El pensar en aquel sarao en que quedó irrealizada la hazaña con su tía Adela, Palmyra aceptó las galanterías de don Vasco porque resultaban juveniles.
Para aquella reunión de viejos amigos estaba bien encendida la leña en la chimenea, aunque el día de {207} invierno era como los más crudos de aquel paraje un día de primavera con escalofríos.
Frente a la chimenea un gran abanico de metal cubría el calor, dejando entrever su fuego a través de las varillas de su calado encaje.
Don Mariano Guisasol se apoyaba en las tenazas de los leños como en una gran tizona.
Se hablaba de la lumbre.
—Yo creo que los que queman ramaje en el campo lo hacen como cocineros que lo quisieran sazonar—decía don Vasco.
—¿Se han fijado en esos suspiros que lanza la leña y en los que sopla con soplo interior todo el leño?—decía Palmyra.
El humo de la leña les picaba a todos los ojos.
Todos como con el alma blanda echaban una lagrimita en honor de los leños consumidos.
La inglesa se limpiaba los ojos y las gafas constantemente. Parecía que habían despertado sus nostalgias las simplezas que acababa de decir.
—Ya tenemos todos lentes ahumados—dijo el viejo español.
La Quinta se sentía eterna, con gentes en su seno, con la alegría aprovechada, con el interior satisfecho, sintiéndose bailada por una mujer enmascarada con las grandes cortinas de raso de fuego y entre cuyos cabellos rutila el rocío de las arañas de cristal antiguo.
El té les esperaba en el salón del comedor en que los cuadros se habían matizado con todas las salsas.
Les daba bondad, benevolencia y suavidad, al darles su taza de té, que lanzaba la última rúbrica de humo. {208}
Como siempre, cuando acababa de servir los tés, se decía: «Ya están aceitadas para un rato todas sus asperezas, sus impertinencias, sus secos silencios» y se sentaba muy alegre en medio de todos a seguir ese juego de prendas inesperado, que es conversar con gentes que están muy lejos del mundo.

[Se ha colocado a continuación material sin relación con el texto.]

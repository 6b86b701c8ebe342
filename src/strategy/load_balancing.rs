//! Least-loaded assignment.
//!
//! Each candidate gets a composite load score from cpu, memory and
//! whether it holds a task, plus a penalty when its recent load is
//! trending upwards. The lowest score wins.

use std::collections::{HashMap, HashSet, VecDeque};
use std::time::{Duration, Instant};

use serde::Deserialize;

use crate::error::StrategyError;
use crate::scheduler::{Task, WorkerDirectory, WorkerId, WorkerInfo};

use super::base::{linear_slope, pick_lowest};
use super::{Selection, StrategyDetails, WorkerStrategy};

/// Configuration for [`LoadBalancingStrategy`].
#[derive(Debug, Clone, PartialEq, Deserialize)]
#[serde(default, rename_all = "camelCase")]
pub struct LoadBalancingConfig {
    /// Workers above this cpu percent are never selected.
    pub max_cpu_threshold: f64,
    /// Workers above this memory fraction are never selected.
    pub max_memory_threshold: f64,
    pub cpu_weight: f64,
    pub memory_weight: f64,
    pub task_weight: f64,
    /// Multiplier applied to a rising load trend.
    pub trend_weight: f64,
    /// Samples kept per worker for trend estimation.
    pub load_history_size: usize,
    /// Samples older than this are purged during maintenance.
    #[serde(with = "crate::scheduler::config::duration_ms")]
    pub history_retention: Duration,
}

impl Default for LoadBalancingConfig {
    fn default() -> Self {
        Self {
            max_cpu_threshold: 80.0,
            max_memory_threshold: 0.8,
            cpu_weight: 0.4,
            memory_weight: 0.3,
            task_weight: 0.3,
            trend_weight: 0.1,
            load_history_size: 10,
            history_retention: Duration::from_secs(5 * 60),
        }
    }
}

#[derive(Debug, Clone, Copy)]
struct LoadSample {
    at: Instant,
    score: f64,
}

/// Picks the worker with the lowest composite load.
#[derive(Debug, Default)]
pub struct LoadBalancingStrategy {
    config: LoadBalancingConfig,
    history: HashMap<WorkerId, VecDeque<LoadSample>>,
    selected_load_total: f64,
    selections: u64,
    overloaded_rejections: u64,
}

impl LoadBalancingStrategy {
    pub const NAME: &'static str = "load-balancing";

    /// Creates the strategy.
    pub fn new(config: LoadBalancingConfig) -> Self {
        Self {
            config,
            ..Self::default()
        }
    }

    /// Load score without the trend adjustment.
    pub fn base_load(&self, info: &WorkerInfo) -> f64 {
        let busy = if info.has_task() { 1.0 } else { 0.0 };
        self.config.cpu_weight * (info.cpu / 100.0).clamp(0.0, 1.0)
            + self.config.memory_weight * info.memory.fraction()
            + self.config.task_weight * busy
    }

    /// Load score including the rising-trend penalty.
    pub fn load_score(&self, info: &WorkerInfo) -> f64 {
        let base = self.base_load(info);
        let slope = self.trend(&info.id);
        if slope > 0.0 {
            base + self.config.trend_weight * slope
        } else {
            base
        }
    }

    /// Least-squares slope of the worker's recorded load scores.
    pub fn trend(&self, worker_id: &WorkerId) -> f64 {
        match self.history.get(worker_id) {
            Some(samples) => {
                let values: Vec<f64> = samples.iter().map(|s| s.score).collect();
                linear_slope(&values)
            }
            None => 0.0,
        }
    }

    fn is_overloaded(&self, info: &WorkerInfo) -> bool {
        info.cpu > self.config.max_cpu_threshold
            || info.memory.fraction() > self.config.max_memory_threshold
    }

    fn record(&mut self, worker_id: &WorkerId, score: f64, at: Instant) {
        let limit = self.config.load_history_size.max(1);
        let samples = self.history.entry(worker_id.clone()).or_default();
        samples.push_back(LoadSample { at, score });
        while samples.len() > limit {
            samples.pop_front();
        }
    }

    /// Mean load score of selected workers; 0.0 before the first selection.
    pub fn average_selected_load(&self) -> f64 {
        if self.selections == 0 {
            return 0.0;
        }
        self.selected_load_total / self.selections as f64
    }
}

impl WorkerStrategy for LoadBalancingStrategy {
    fn name(&self) -> &'static str {
        Self::NAME
    }

    fn select(
        &mut self,
        _task: &Task,
        available: &[WorkerId],
        workers: &WorkerDirectory,
    ) -> Result<Option<Selection>, StrategyError> {
        let mut candidates = Vec::with_capacity(available.len());
        for id in available {
            let Some(info) = workers.get(id) else {
                continue;
            };
            if self.is_overloaded(info) {
                self.overloaded_rejections += 1;
                continue;
            }
            candidates.push((id.clone(), self.load_score(info)));
        }

        match pick_lowest(candidates) {
            Some((worker_id, score)) => {
                self.selected_load_total += score;
                self.selections += 1;
                Ok(Some(Selection::preferred(worker_id)))
            }
            None => Ok(None),
        }
    }

    fn on_worker_metrics(&mut self, worker_id: &WorkerId, info: &WorkerInfo) {
        let score = self.base_load(info);
        self.record(worker_id, score, Instant::now());
    }

    fn on_worker_removed(&mut self, worker_id: &WorkerId) {
        self.history.remove(worker_id);
    }

    fn maintenance(&mut self, now: Instant) {
        let retention = self.config.history_retention;
        for samples in self.history.values_mut() {
            samples.retain(|s| now.saturating_duration_since(s.at) <= retention);
        }
        self.history.retain(|_, samples| !samples.is_empty());
    }

    fn initialize(&mut self, workers: &WorkerDirectory) {
        let known: HashSet<&WorkerId> = workers.keys().collect();
        self.history.retain(|id, _| known.contains(id));
    }

    fn details(&self) -> StrategyDetails {
        StrategyDetails::LoadBalancing {
            average_selected_load: self.average_selected_load(),
            overloaded_rejections: self.overloaded_rejections,
            tracked_workers: self.history.len(),
        }
    }

    fn reset(&mut self) {
        self.history.clear();
        self.selected_load_total = 0.0;
        self.selections = 0;
        self.overloaded_rejections = 0;
    }
}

Sus conversaciones eran una especie de «Memorias».
Llegó doña Manolita.
Se veía que todos la habían perdonado aquellos amancebamientos depurados por la herida.
—Estás muy macilenta—dijo algo agorera—. Después se apresuró a tomar su taza de té, que sorbía a cucharaditas, una tras otra, como quien cuenta todas las que tiene una taza y que, como ella decía, «era como lo tomaba de pequeña».
Doña Beatriz apareció con sus gafas de la resignación.
Se veía que sus dos antiguas pensionadas de té habían perdido la costumbre.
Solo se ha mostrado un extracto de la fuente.